Electrospun Scaffold Co-Modified with YIGSR Peptide and Heparin for Enhanced Skin Wound Healing.

Abstract

Angiogenesis is a critical step in biomaterial-assisted skin tissue regeneration, as it ensures adequate oxygen and nutrient supply to the wound site, facilitating cellular proliferation and tissue remodeling. Electrospun polycaprolactone/gelatin (PG) scaffolds exhibit good biocompatibility and biodegradability; however, their bio-inert nature limits their applications. To enhance the angiogenic properties of PG scaffolds, this study aimed to develop a novel biomaterial by co-modifying electrospun PG scaffolds (PGHY) with YIGSR peptide and heparin.
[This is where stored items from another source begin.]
pub mod contacts;
pub mod schema;
pub mod sign_ups;
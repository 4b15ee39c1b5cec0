mod contact;
mod sign_up;

pub use contact::{ContactSubmission, NewContact};
pub use sign_up::{NewSignUp, SignUpForm};
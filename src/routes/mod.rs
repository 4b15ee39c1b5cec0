pub mod forms;
pub mod submissions;

use axum::routing::{get, post};
use axum::Router;

use crate::state::SharedState;

pub fn routes() -> Router<SharedState> {
    Router::new()
        .route("/submit-form", post(forms::submit_form))
        .route("/contact-form", post(forms::contact_form))
        .route("/submissions", get(submissions::list))
}
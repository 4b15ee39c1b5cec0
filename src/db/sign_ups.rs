use sqlx::PgPool;

use crate::error::AppError;
use crate::models::{NewSignUp, SignUpForm};

/// Insert one sign-up row. Re-validates at the boundary rather than trusting
/// the handler; a unique violation on email surfaces as `DuplicateEmail`.
pub async fn create(pool: &PgPool, new: &NewSignUp) -> Result<SignUpForm, AppError> {
    let required = [
        &new.first_name,
        &new.last_name,
        &new.email,
        &new.phone,
        &new.fleet_size,
        &new.trailer_type,
        &new.plan,
    ];
    if required.iter().any(|f| f.trim().is_empty()) {
        return Err(AppError::Validation("All fields are required.".to_string()));
    }

    let row = sqlx::query_as::<_, SignUpForm>(
        "INSERT INTO sign_up_forms (first_name, last_name, email, phone, fleet_size, trailer_type, plan)
         VALUES ($1, $2, $3, $4, $5, $6, $7) RETURNING *",
    )
    .bind(&new.first_name)
    .bind(&new.last_name)
    .bind(&new.email)
    .bind(&new.phone)
    .bind(&new.fleet_size)
    .bind(&new.trailer_type)
    .bind(&new.plan)
    .fetch_one(pool)
    .await?;

    Ok(row)
}

pub async fn list_recent(pool: &PgPool) -> Result<Vec<SignUpForm>, sqlx::Error> {
    sqlx::query_as::<_, SignUpForm>(
        "SELECT * FROM sign_up_forms ORDER BY submitted_at DESC",
    )
    .fetch_all(pool)
    .await
}
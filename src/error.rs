use axum::http::StatusCode;
use axum::response::{IntoResponse, Response};
use serde_json::json;

#[derive(Debug)]
pub enum AppError {
    Validation(String),
    DuplicateEmail(String),
    NotFound(String),
    Internal(String),
    Database(sqlx::Error),
}

impl std::fmt::Display for AppError {
    fn fmt(&self, f: &mut std::fmt::Formatter<'_>) -> std::fmt::Result {
        match self {
            AppError::Validation(msg) => write!(f, "Validation: {msg}"),
            AppError::DuplicateEmail(msg) => write!(f, "Duplicate Email: {msg}"),
            AppError::NotFound(msg) => write!(f, "Not Found: {msg}"),
            AppError::Internal(msg) => write!(f, "Internal Error: {msg}"),
            AppError::Database(err) => write!(f, "Database Error: {err}"),
        }
    }
}

impl IntoResponse for AppError {
    fn into_response(self) -> Response {
        let (status, message) = match &self {
            AppError::Validation(msg) => (StatusCode::BAD_REQUEST, msg.clone()),
            AppError::DuplicateEmail(msg) => (StatusCode::CONFLICT, msg.clone()),
            AppError::NotFound(msg) => (StatusCode::NOT_FOUND, msg.clone()),
            AppError::Internal(msg) => {
                tracing::error!("Internal error: {msg}");
                (
                    StatusCode::INTERNAL_SERVER_ERROR,
                    "Internal server error".to_string(),
                )
            }
            AppError::Database(err) => {
                tracing::error!("Database error: {err}");
                (
                    StatusCode::INTERNAL_SERVER_ERROR,
                    "Internal server error".to_string(),
                )
            }
        };

        let body = json!({ "error": message });
        (status, axum::Json(body)).into_response()
    }
}

impl From<sqlx::Error> for AppError {
    fn from(err: sqlx::Error) -> Self {
        // The only unique constraint in the schema is sign-up email.
        if let sqlx::Error::Database(ref db_err) = err {
            if db_err.is_unique_violation() {
                return AppError::DuplicateEmail("Email already registered.".to_string());
            }
        }
        AppError::Database(err)
    }
}
pub mod config;
pub mod db;
pub mod email;
pub mod error;
pub mod models;
pub mod routes;
pub mod state;

use std::sync::Arc;

use axum::http::StatusCode;
use axum::Json;
use axum::Router;
use serde_json::json;
use sqlx::PgPool;
use tower_http::trace::TraceLayer;

use crate::config::Config;
use crate::email::Mailer;
use crate::state::{AppState, SharedState};

pub fn build_app(pool: PgPool, config: Config) -> Router {
    // Build the shared mailer; a bad SMTP config degrades to email-off
    // rather than refusing to serve forms.
    let mailer = config.smtp.as_ref().and_then(|smtp| match Mailer::new(smtp) {
        Ok(mailer) => {
            tracing::info!("SMTP configured");
            Some(Arc::new(mailer))
        }
        Err(e) => {
            tracing::warn!("SMTP not available: {e}");
            None
        }
    });

    let state: SharedState = Arc::new(AppState {
        pool,
        config,
        mailer,
    });

    Router::new()
        .merge(routes::routes())
        .route("/", axum::routing::get(liveness))
        .fallback(not_found)
        .layer(TraceLayer::new_for_http())
        .with_state(state)
}

async fn liveness() -> &'static str {
    "API is working!"
}

async fn not_found() -> (StatusCode, Json<serde_json::Value>) {
    (StatusCode::NOT_FOUND, Json(json!({ "error": "Not Found" })))
}
use sqlx::PgPool;

use crate::error::AppError;
use crate::models::{ContactSubmission, NewContact};

/// Insert one contact row. Email and message are re-validated here; phone is
/// genuinely optional and stored as NULL when absent.
pub async fn create(pool: &PgPool, new: &NewContact) -> Result<ContactSubmission, AppError> {
    if new.email.trim().is_empty() || new.message.trim().is_empty() {
        return Err(AppError::Validation(
            "Email and message are required.".to_string(),
        ));
    }

    let row = sqlx::query_as::<_, ContactSubmission>(
        "INSERT INTO contact_submissions (email, phone, message)
         VALUES ($1, $2, $3) RETURNING *",
    )
    .bind(&new.email)
    .bind(&new.phone)
    .bind(&new.message)
    .fetch_one(pool)
    .await?;

    Ok(row)
}

pub async fn list_recent(pool: &PgPool) -> Result<Vec<ContactSubmission>, sqlx::Error> {
    sqlx::query_as::<_, ContactSubmission>(
        "SELECT * FROM contact_submissions ORDER BY submitted_at DESC",
    )
    .fetch_all(pool)
    .await
}
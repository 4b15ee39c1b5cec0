pub mod templates;

use std::time::Duration;

use lettre::message::header::ContentType;
use lettre::transport::smtp::authentication::Credentials;
use lettre::{AsyncSmtpTransport, AsyncTransport, Message, Tokio1Executor};

use crate::config::SmtpConfig;

/// A mail send failure. Never converted into an HTTP response; callers log
/// it and move on.
#[derive(Debug)]
pub struct MailError(String);

impl std::fmt::Display for MailError {
    fn fmt(&self, f: &mut std::fmt::Formatter<'_>) -> std::fmt::Result {
        write!(f, "{}", self.0)
    }
}

impl std::error::Error for MailError {}

/// Shared SMTP dispatcher, built once at startup and reused for every send.
pub struct Mailer {
    transport: AsyncSmtpTransport<Tokio1Executor>,
    from: String,
    admin_to: String,
    retries: u32,
    retry_delay: Duration,
}

impl Mailer {
    pub fn new(config: &SmtpConfig) -> Result<Self, MailError> {
        let creds = Credentials::new(config.user.clone(), config.pass.clone());

        let transport = AsyncSmtpTransport::<Tokio1Executor>::starttls_relay(&config.host)
            .map_err(|e| MailError(format!("SMTP relay error: {e}")))?
            .port(config.port)
            .credentials(creds)
            .build();

        Ok(Self {
            transport,
            from: config.from.clone(),
            admin_to: config.admin_to.clone(),
            retries: config.retries,
            retry_delay: Duration::from_millis(config.retry_delay_ms),
        })
    }

    /// Auto-reply to the form submitter. Reply-To mirrors the recipient,
    /// matching the upstream mail setup.
    pub async fn send_client_reply(
        &self,
        to: &str,
        subject: &str,
        body: &str,
    ) -> Result<(), MailError> {
        self.send(to, Some(to), subject, body).await
    }

    /// Internal alert to the admin mailbox.
    pub async fn send_admin_notification(&self, subject: &str, body: &str) -> Result<(), MailError> {
        self.send(&self.admin_to, None, subject, body).await
    }

    async fn send(
        &self,
        to: &str,
        reply_to: Option<&str>,
        subject: &str,
        body: &str,
    ) -> Result<(), MailError> {
        let mut builder = Message::builder()
            .from(
                self.from
                    .parse()
                    .map_err(|e| MailError(format!("Invalid from address: {e}")))?,
            )
            .to(to
                .parse()
                .map_err(|e| MailError(format!("Invalid to address: {e}")))?);

        if let Some(reply_to) = reply_to {
            builder = builder.reply_to(
                reply_to
                    .parse()
                    .map_err(|e| MailError(format!("Invalid reply-to address: {e}")))?,
            );
        }

        let message = builder
            .subject(subject)
            .header(ContentType::TEXT_PLAIN)
            .body(body.to_string())
            .map_err(|e| MailError(format!("Failed to build email: {e}")))?;

        // Default policy is a single attempt; retries are an opt-in config knob.
        let attempts = self.retries + 1;
        let mut last_err = None;
        for attempt in 0..attempts {
            if attempt > 0 {
                tokio::time::sleep(self.retry_delay).await;
            }
            match self.transport.send(message.clone()).await {
                Ok(_) => return Ok(()),
                Err(e) => last_err = Some(e),
            }
        }

        Err(MailError(format!(
            "Failed to send email after {attempts} attempt(s): {}",
            last_err.map(|e| e.to_string()).unwrap_or_default()
        )))
    }
}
YIGSR, a laminin-derived peptide, serves as an endothelial cell-specific adhesion sequence, while heparin acts as a peptide reservoir, facilitating retention and controlled release. In vitro experiments demonstrated that among three peptide-loading concentrations, PGHY_1.0 scaffold exhibited stable peptide release and promoted endothelial cell proliferation, migration, and tube formation via the FAK/MAPK/ERK1/2 signaling pathway. In vivo results further confirmed that the PGHY_1.0 scaffold enhanced angiogenesis in murine dorsal skin defects, accelerating wound healing. Overall, the PGHY_1.0 scaffold, with its excellent biocompatibility and pro-angiogenic properties, presents a promising therapeutic strategy for skin tissue regeneration.